Initially, the clinic only tested four or five people daily. By August, nearly all 20 reservation slots were booked solid each day.

"We cannot guarantee a 100-percent negative result because of testing accuracy limits," said Takuji Tanabe, chief director of the Chiin-kai medical corporation, which operates the clinic. "But we are still hoping to meet the business needs for tests."

Other companies are developing their own arrangements to have employees tested.

In July, Hitachi Ltd. arranged for new coronavirus testing to be done at its in-house clinics in Tokyo and Ibaraki Prefecture. Employees of the Tokyo-based electronics manufacturer often travel overseas.

The measure is simply aimed at helping employees who are required to prove they are free of the virus to enter some foreign countries.

The company has no plans to test its employees for the purpose of locating carriers. Employees suspected of being infected are instead advised to consult a public health center, Hitachi officials said.


Softbank Group Corp., the Tokyo-based technology conglomerate, set up a subsidiary in July to conduct PCR tests for COVID-19 with a saliva test station in Tokyo.

The technology giant set a goal of expanding its testing capabilities to 10,000 tests a day this fall. Its Tokyo station will also accept test requests from other businesses and local governments, company officials said.

Softbank conducted antibody tests on 44,000 employees in May and June. The company plans to test a broader range of people in the future, including cellphone sales staff and baseball players for the Fukuoka Softbank Hawks, at its PCR testing center, officials said.

However, a Softbank official emphasized the tests cannot guarantee whether a person is or is not infected, and that those who test positive are advised to consult a public health center and get another test.

Private testing labs have made large capital investments to increase their capacity, making tests more widely available for businesses.

Private labs want the equipment to be used as much as possible, so they are offering tests without official designation. Those taking the tests must pay out of their own pockets.

SRL Inc., a Tokyo-based testing company undertaking PCR tests for public health centers, medical institutions, private businesses and other clients, beefed up its daily testing capacity fivefold from February by acquiring more equipment.

"We are putting priority on tests for medical purposes," a company representative said. "We are doing tests for corporate clients only to the extent that we are able to do so. As businesses are gearing up to get their operations back to pre-pandemic levels, there is rising demand for tests that provide a negative COVID-19 result."


But some public health center officials are voicing concerns that private sector involvement in lab testing could take a toll on officially designated procedures, resulting in delays in the system.

Medical doctors and experts well-versed in infection control are skeptical about the new trend of testing asymptomatic people simply to provide certificates.

Those who test negative could still become infected after their results come in, experts point out.

False positives and negatives are routine because of limitations in testing accuracy, they added.

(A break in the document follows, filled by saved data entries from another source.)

//! Derived potion properties.
//!
//! Both calculators are pure: they read ledger contents and registry data
//! and return values for the state machine to store.

use crate::id::EffectId;
use crate::ledger::{CountedMap, OrderedSlotList};
use crate::matcher::RecipeMatcher;
use crate::registry::{HerbFamily, Registry};
use serde::{Deserialize, Serialize};

/// Color of plain water and of any brew no recipe recognises.
pub const NEUTRAL_COLOR: u32 = 0x3F76E4;

/// The station's potion, provisional while brewing and final once complete.
#[derive(Debug, Clone, Copy, PartialEq, Eq, Serialize, Deserialize)]
pub struct PotionProperties {
    pub color: u32,
    pub duration_seconds: u32,
    pub level: u32,
    pub effect: Option<EffectId>,
}

impl Default for PotionProperties {
    fn default() -> Self {
        Self {
            color: NEUTRAL_COLOR,
            duration_seconds: 0,
            level: 0,
            effect: None,
        }
    }
}

/// How herbs convert into duration and level.
#[derive(Debug, Clone, Copy, PartialEq, Eq, Serialize, Deserialize)]
#[serde(default)]
pub struct HerbRates {
    pub base_duration: u32,
    pub max_duration: u32,
    pub duration_per_herb: u32,
    /// Nether/end herbs needed per level step. Zero pins the level at 1.
    pub herbs_per_level: u32,
    pub max_level: u32,
}

impl Default for HerbRates {
    fn default() -> Self {
        Self {
            base_duration: 120,
            max_duration: 480,
            duration_per_herb: 30,
            herbs_per_level: 12,
            max_level: 4,
        }
    }
}

/// Color and effect fixed when brewing begins.
#[derive(Debug, Clone, Copy, PartialEq, Eq)]
pub struct InitialProperties {
    pub color: u32,
    pub effect: Option<EffectId>,
}

/// Duration and level fixed when brewing finishes.
#[derive(Debug, Clone, Copy, PartialEq, Eq)]
pub struct FinalProperties {
    pub duration_seconds: u32,
    pub level: u32,
}

/// Resolve the provisional potion from the exact-multiset brewing match.
pub fn compute_initial(materials: &OrderedSlotList, registry: &Registry) -> InitialProperties {
    match RecipeMatcher::new(registry).find_brewing(materials) {
        Some((_, recipe)) => InitialProperties {
            color: recipe.color,
            effect: Some(recipe.effect),
        },
        None => InitialProperties {
            color: NEUTRAL_COLOR,
            effect: None,
        },
    }
}

/// Compute duration and level from accumulated herbs.
///
/// `effect` further caps the level when its registry entry sets a lower
/// maximum than `rates`.
pub fn compute_final(
    herbs: &CountedMap,
    registry: &Registry,
    rates: &HerbRates,
    effect: Option<EffectId>,
) -> FinalProperties {
    let mut overworld: u32 = 0;
    let mut nether_end: u32 = 0;
    for (kind, count) in herbs.iter() {
        match registry.herb_family(kind) {
            Some(HerbFamily::Overworld) => overworld = overworld.saturating_add(count),
            Some(HerbFamily::NetherOrEnd) => nether_end = nether_end.saturating_add(count),
            None => {}
        }
    }

    let max_duration = rates.max_duration.max(rates.base_duration);
    let duration_seconds = rates
        .base_duration
        .saturating_add(overworld.saturating_mul(rates.duration_per_herb))
        .clamp(rates.base_duration, max_duration);

    let steps = nether_end.checked_div(rates.herbs_per_level).unwrap_or(0);
    let cap = rates.max_level.min(registry.max_level(effect)).max(1);
    let level = steps.saturating_add(1).min(cap);

    FinalProperties {
        duration_seconds,
        level,
    }
}

#[cfg(test)]
mod tests {
    use super::*;
    use crate::id::KindId;
    use crate::item::ResourceStack;
    use crate::test_utils::*;

    fn herbs(pairs: &[(KindId, u32)]) -> CountedMap {
        let mut map = CountedMap::default();
        for &(k, c) in pairs {
            let _ = map.try_add(k, c);
        }
        map
    }

    #[test]
    fn no_herbs_gives_base_duration_level_one() {
        let reg = brewing_registry();
        let out = compute_final(&CountedMap::default(), &reg, &HerbRates::default(), None);
        assert_eq!(out.duration_seconds, 120);
        assert_eq!(out.level, 1);
    }

    #[test]
    fn four_overworld_herbs_give_240_seconds() {
        let reg = brewing_registry();
        let out = compute_final(
            &herbs(&[(scaleplate(), 4)]),
            &reg,
            &HerbRates::default(),
            None,
        );
        assert_eq!(out.duration_seconds, 240);
    }

    #[test]
    fn duration_clamps_at_max() {
        let reg = brewing_registry();
        let out = compute_final(
            &herbs(&[(scaleplate(), 64), (dewpetal(), 64)]),
            &reg,
            &HerbRates::default(),
            None,
        );
        assert_eq!(out.duration_seconds, 480);
    }

    #[test]
    fn level_steps_every_twelve() {
        let reg = brewing_registry();
        let rates = HerbRates::default();
        let level = |n| compute_final(&herbs(&[(burnt_node(), n)]), &reg, &rates, None).level;
        assert_eq!(level(11), 1);
        assert_eq!(level(12), 2);
        assert_eq!(level(24), 3);
        assert_eq!(level(64), 4);
    }

    #[test]
    fn effect_cap_lowers_level() {
        let reg = brewing_registry();
        let out = compute_final(
            &herbs(&[(burnt_node(), 48)]),
            &reg,
            &HerbRates::default(),
            Some(regeneration()),
        );
        assert_eq!(out.level, 2);
    }

    #[test]
    fn zero_herbs_per_level_pins_level_one() {
        let reg = brewing_registry();
        let rates = HerbRates {
            herbs_per_level: 0,
            ..HerbRates::default()
        };
        let out = compute_final(&herbs(&[(burnt_node(), 60)]), &reg, &rates, None);
        assert_eq!(out.level, 1);
    }

    #[test]
    fn non_herb_kinds_are_ignored() {
        let reg = brewing_registry();
        let out = compute_final(&herbs(&[(ash(), 30)]), &reg, &HerbRates::default(), None);
        assert_eq!(out.duration_seconds, 120);
        assert_eq!(out.level, 1);
    }

    #[test]
    fn initial_uses_matching_recipe_color() {
        let reg = brewing_registry();
        let mut materials = OrderedSlotList::default();
        let _ = materials.try_add(&ResourceStack::new(ash(), 2));
        let out = compute_initial(&materials, &reg);
        assert_eq!(out.effect, Some(regeneration()));
        assert_eq!(out.color, REGEN_COLOR);
    }

    #[test]
    fn initial_without_match_is_neutral() {
        let reg = brewing_registry();
        let mut materials = OrderedSlotList::default();
        let _ = materials.try_add(&ResourceStack::new(ash(), 3));
        let out = compute_initial(&materials, &reg);
        assert_eq!(out.effect, None);
        assert_eq!(out.color, NEUTRAL_COLOR);
    }
}
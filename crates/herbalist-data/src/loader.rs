//! Reads content files, resolves names, and builds the registry.
//!
//! A content directory holds `kinds`, `effects` (required), `recipes`, and
//! `station` (optional), each as `.ron`, `.toml`, or `.json`.

use crate::schema::{
    EffectData, IngredientData, InfusingOutputData, KindData, PotionPredicateData, RecipesData,
};
use herbalist_core::config::StationConfig;
use herbalist_core::id::{EffectId, KindId};
use herbalist_core::item::ResourceStack;
use herbalist_core::recipe::{
    BrewingRecipe, InfusingOutput, InfusingRecipe, Ingredient, PotionPredicate, Recipe,
    TransformRecipe,
};
use herbalist_core::registry::{Registry, RegistryBuilder, RegistryError};
use serde::de::DeserializeOwned;
use std::collections::HashMap;
use std::path::{Path, PathBuf};

// ===========================================================================
// Errors
// ===========================================================================

#[derive(Debug, thiserror::Error)]
pub enum DataLoadError {
    #[error("required file '{file}' not found in {dir}")]
    MissingRequired { file: &'static str, dir: PathBuf },

    #[error("unsupported format for file: {file}")]
    UnsupportedFormat { file: PathBuf },

    #[error("conflicting formats: {a} and {b}")]
    ConflictingFormats { a: PathBuf, b: PathBuf },

    #[error("parse error in {file}: {detail}")]
    Parse { file: PathBuf, detail: String },

    #[error("unresolved {expected_kind} reference '{name}' in {file}")]
    UnresolvedRef {
        file: PathBuf,
        name: String,
        expected_kind: &'static str,
    },

    #[error("duplicate name '{name}' in {file}")]
    DuplicateName { file: PathBuf, name: String },

    #[error(transparent)]
    Registry(#[from] RegistryError),

    #[error(transparent)]
    Io(#[from] std::io::Error),
}

// ===========================================================================
// Format detection and discovery
// ===========================================================================

#[derive(Debug, Clone, Copy, PartialEq, Eq)]
pub enum Format {
    Ron,
    Toml,
    Json,
}

pub fn detect_format(path: &Path) -> Result<Format, DataLoadError> {
    match path.extension().and_then(|e| e.to_str()) {
        Some("ron") => Ok(Format::Ron),
        Some("toml") => Ok(Format::Toml),
        Some("json") => Ok(Format::Json),
        _ => Err(DataLoadError::UnsupportedFormat {
            file: path.to_path_buf(),
        }),
    }
}

/// Find `{base_name}.{ron,toml,json}` in `dir`. Two formats of the same
/// file is an error.
pub fn find_data_file(dir: &Path, base_name: &str) -> Result<Option<PathBuf>, DataLoadError> {
    let mut found: Option<PathBuf> = None;
    for ext in ["ron", "toml", "json"] {
        let candidate = dir.join(format!("{base_name}.{ext}"));
        if !candidate.exists() {
            continue;
        }
        if let Some(existing) = &found {
            return Err(DataLoadError::ConflictingFormats {
                a: existing.clone(),
                b: candidate,
            });
        }
        found = Some(candidate);
    }
    Ok(found)
}

fn require_data_file(dir: &Path, base_name: &'static str) -> Result<PathBuf, DataLoadError> {
    find_data_file(dir, base_name)?.ok_or_else(|| DataLoadError::MissingRequired {
        file: base_name,
        dir: dir.to_path_buf(),
    })
}

// ===========================================================================
// Deserialization
// ===========================================================================

fn parse_error(path: &Path, e: impl std::fmt::Display) -> DataLoadError {
    DataLoadError::Parse {
        file: path.to_path_buf(),
        detail: e.to_string(),
    }
}

/// Read and deserialize a file according to its extension.
pub fn deserialize_file<T: DeserializeOwned>(path: &Path) -> Result<T, DataLoadError> {
    let format = detect_format(path)?;
    let content = std::fs::read_to_string(path)?;
    match format {
        Format::Ron => ron::from_str(&content).map_err(|e| parse_error(path, e)),
        Format::Json => serde_json::from_str(&content).map_err(|e| parse_error(path, e)),
        Format::Toml => toml::from_str(&content).map_err(|e| parse_error(path, e)),
    }
}

/// Deserialize a list. TOML has no top-level arrays, so there the list sits
/// under `toml_key`.
pub fn deserialize_list<T: DeserializeOwned>(
    path: &Path,
    toml_key: &str,
) -> Result<Vec<T>, DataLoadError> {
    if detect_format(path)? != Format::Toml {
        return deserialize_file(path);
    }
    let content = std::fs::read_to_string(path)?;
    let mut table: toml::Table = toml::from_str(&content).map_err(|e| parse_error(path, e))?;
    let array = table
        .remove(toml_key)
        .ok_or_else(|| parse_error(path, format!("missing key '{toml_key}' in TOML file")))?;
    array
        .try_into()
        .map_err(|e: toml::de::Error| parse_error(path, e))
}

// ===========================================================================
// Name resolution
// ===========================================================================

struct Names<'a> {
    kinds: HashMap<String, KindId>,
    effects: HashMap<String, EffectId>,
    file: &'a Path,
}

impl Names<'_> {
    fn kind(&self, name: &str) -> Result<KindId, DataLoadError> {
        self.kinds
            .get(name)
            .copied()
            .ok_or_else(|| self.unresolved(name, "kind"))
    }

    fn effect(&self, name: &str) -> Result<EffectId, DataLoadError> {
        self.effects
            .get(name)
            .copied()
            .ok_or_else(|| self.unresolved(name, "effect"))
    }

    fn unresolved(&self, name: &str, expected_kind: &'static str) -> DataLoadError {
        DataLoadError::UnresolvedRef {
            file: self.file.to_path_buf(),
            name: name.to_string(),
            expected_kind,
        }
    }

    fn ingredient(&self, data: &IngredientData) -> Result<Ingredient, DataLoadError> {
        Ok(Ingredient::new(self.kind(data.kind())?, data.count()))
    }

    fn stack(&self, data: &IngredientData) -> Result<ResourceStack, DataLoadError> {
        Ok(ResourceStack::new(self.kind(data.kind())?, data.count()))
    }

    fn predicate(&self, data: &PotionPredicateData) -> Result<PotionPredicate, DataLoadError> {
        Ok(PotionPredicate {
            effect: data.effect.as_deref().map(|e| self.effect(e)).transpose()?,
            min_duration: data.min_duration,
            min_level: data.min_level,
        })
    }
}

fn check_duplicate<V>(
    map: &HashMap<String, V>,
    name: &str,
    file: &Path,
) -> Result<(), DataLoadError> {
    if map.contains_key(name) {
        return Err(DataLoadError::DuplicateName {
            file: file.to_path_buf(),
            name: name.to_string(),
        });
    }
    Ok(())
}

fn resolve_recipes(
    data: RecipesData,
    names: &Names<'_>,
    builder: &mut RegistryBuilder,
) -> Result<(), DataLoadError> {
    let mut seen: HashMap<String, ()> = HashMap::new();
    let mut claim = |name: &str| -> Result<(), DataLoadError> {
        check_duplicate(&seen, name, names.file)?;
        seen.insert(name.to_string(), ());
        Ok(())
    };

    for b in data.brewing {
        claim(&b.name)?;
        let materials = b
            .materials
            .iter()
            .map(|i| names.ingredient(i))
            .collect::<Result<Vec<_>, _>>()?;
        builder.register_recipe(Recipe::Brewing(BrewingRecipe {
            effect: names.effect(&b.effect)?,
            name: b.name,
            materials,
            color: b.color,
            rates: b.rates,
        }));
    }
    for r in data.infusing {
        claim(&r.name)?;
        let inputs = r
            .inputs
            .iter()
            .map(|i| names.ingredient(i))
            .collect::<Result<Vec<_>, _>>()?;
        let output = match &r.output {
            InfusingOutputData::Item(stack) => InfusingOutput::Item(names.stack(stack)?),
            InfusingOutputData::BindPotion => InfusingOutput::BindPotion,
            InfusingOutputData::Unbind => InfusingOutput::Unbind,
        };
        builder.register_recipe(Recipe::Infusing(InfusingRecipe {
            potion: names.predicate(&r.potion)?,
            name: r.name,
            inputs,
            output,
        }));
    }
    for t in data.transform {
        claim(&t.name)?;
        builder.register_recipe(Recipe::Transform(TransformRecipe {
            input: names.ingredient(&t.input)?,
            potion: names.predicate(&t.potion)?,
            output: names.stack(&t.output)?,
            processing_ticks: t.processing_ticks,
            name: t.name,
        }));
    }
    Ok(())
}

// ===========================================================================
// Pipeline
// ===========================================================================

/// Load every content file in `dir` into a ready registry.
pub fn load_registry(dir: &Path) -> Result<Registry, DataLoadError> {
    let mut builder = RegistryBuilder::new();

    let kinds_path = require_data_file(dir, "kinds")?;
    let kinds: Vec<KindData> = deserialize_list(&kinds_path, "kinds")?;
    let mut kind_ids = HashMap::new();
    for k in &kinds {
        check_duplicate(&kind_ids, &k.name, &kinds_path)?;
        let id = builder.register_kind(&k.name, k.herb.map(Into::into));
        kind_ids.insert(k.name.clone(), id);
    }

    let effects_path = require_data_file(dir, "effects")?;
    let effects: Vec<EffectData> = deserialize_list(&effects_path, "effects")?;
    let mut effect_ids = HashMap::new();
    for e in &effects {
        check_duplicate(&effect_ids, &e.name, &effects_path)?;
        let id = builder.register_effect(&e.name, e.max_level);
        effect_ids.insert(e.name.clone(), id);
    }

    if let Some(recipes_path) = find_data_file(dir, "recipes")? {
        let data: RecipesData = deserialize_file(&recipes_path)?;
        let names = Names {
            kinds: kind_ids,
            effects: effect_ids,
            file: &recipes_path,
        };
        resolve_recipes(data, &names, &mut builder)?;
    }

    if let Some(station_path) = find_data_file(dir, "station")? {
        let config: StationConfig = deserialize_file(&station_path)?;
        builder.set_station_config(config);
    }

    let registry = builder.build()?;
    tracing::debug!(
        kinds = registry.kind_count(),
        effects = registry.effect_count(),
        recipes = registry.recipe_count(),
        dir = %dir.display(),
        "content loaded"
    );
    Ok(registry)
}

// ===========================================================================
// Tests
// ===========================================================================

False positives occur when an uninfected person tests positive. False negatives occur when a virus carrier tests negative, which can happen when the sample doesn’t capture enough of the virus--even though the person is infected.

It is believed false negatives occur at a probability of about 30 percent.

"A negative test result is not a total proof that you are not infected," said Jun Murotsuki, who heads the Department of Maternal and Fetal Medicine at Miyagi Children's Hospital.

"Test takers do not always have the same understanding as the test providers do," Murotsuki said. "Medical workers will face the ethical test of what they should explain and how they should explain it to people when administering the tests."